** TASK TO COMPLETE **
Copy out every line in the entries below that includes "true".

━━━━━ PROVIDED MATERIAL ━━━━━

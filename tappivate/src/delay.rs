// Copyright 2026 the Tappivate Authors
// SPDX-License-Identifier: Apache-2.0 OR MIT

//! The delay discipline shared by every handler.
//!
//! A [`DelaySlot`] owns at most one outstanding [`TimerToken`] in a shared
//! [`TimerQueue`]. Both ways of acting, deferred and immediate, first cancel
//! whatever the slot was waiting on:
//!
//! - [`DelaySlot::schedule_after_delay`] queues an action for `now + delay`.
//! - [`DelaySlot::run_now_canceling_pending`] runs a closure synchronously.
//!
//! ```
//! use tappivate::delay::DelaySlot;
//! use tappivate_timing::TimerQueue;
//!
//! let mut timers = TimerQueue::new();
//! let mut slot = DelaySlot::new(100);
//!
//! slot.schedule_after_delay(&mut timers, 0, "deactivate");
//! slot.schedule_after_delay(&mut timers, 40, "deactivate again");
//! // The second call replaced the first.
//! assert_eq!(timers.len(), 1);
//! assert_eq!(timers.next_deadline(), Some(140));
//!
//! let ran = slot.run_now_canceling_pending(&mut timers, || "activate");
//! assert_eq!(ran, "activate");
//! assert!(timers.is_empty());
//! assert!(!slot.is_pending());
//! ```

use tappivate_timing::{TimerQueue, TimerToken};

/// A single pending-timer slot with a fixed delay.
#[derive(Clone, Debug)]
pub struct DelaySlot {
    delay: u64,
    pending: Option<TimerToken>,
}

impl DelaySlot {
    /// Creates an idle slot that defers actions by `delay`.
    #[must_use]
    pub const fn new(delay: u64) -> Self {
        Self {
            delay,
            pending: None,
        }
    }

    /// Returns the configured delay.
    #[must_use]
    pub const fn delay(&self) -> u64 {
        self.delay
    }

    /// Returns `true` while an action scheduled through this slot has not fired.
    #[must_use]
    pub const fn is_pending(&self) -> bool {
        self.pending.is_some()
    }

    /// Returns the token of the pending action, if any.
    #[must_use]
    pub const fn pending(&self) -> Option<TimerToken> {
        self.pending
    }

    /// Cancels any pending action, then schedules `action` for `now + delay`.
    pub fn schedule_after_delay<A>(
        &mut self,
        timers: &mut TimerQueue<A>,
        now: u64,
        action: A,
    ) -> TimerToken {
        self.cancel_pending(timers);
        let token = timers.schedule(now.saturating_add(self.delay), action);
        log::trace!("scheduled {token:?} in {}ms", self.delay);
        self.pending = Some(token);
        token
    }

    /// Cancels any pending action, then runs `action` immediately.
    pub fn run_now_canceling_pending<A, R>(
        &mut self,
        timers: &mut TimerQueue<A>,
        action: impl FnOnce() -> R,
    ) -> R {
        self.cancel_pending(timers);
        action()
    }

    /// Cancels the pending action, if any.
    ///
    /// Returns `true` if something was canceled. Calling this on an idle slot
    /// is a no-op.
    pub fn cancel_pending<A>(&mut self, timers: &mut TimerQueue<A>) -> bool {
        let Some(token) = self.pending.take() else {
            return false;
        };
        let canceled = timers.cancel(token).is_some();
        if canceled {
            log::trace!("canceled {token:?}");
        }
        canceled
    }

    /// Records that the timer for `token` fired.
    ///
    /// Returns `false` if `token` is not the one this slot is waiting on, in
    /// which case the fired action is stale and should be dropped.
    pub fn settle(&mut self, token: TimerToken) -> bool {
        if self.pending == Some(token) {
            self.pending = None;
            true
        } else {
            false
        }
    }
}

━━━━━

** YOUR SOLUTION **
    /// Returns `true` while an action scheduled through this slot has not fired.
    /// Returns `true` if something was canceled. Calling this on an idle slot
            true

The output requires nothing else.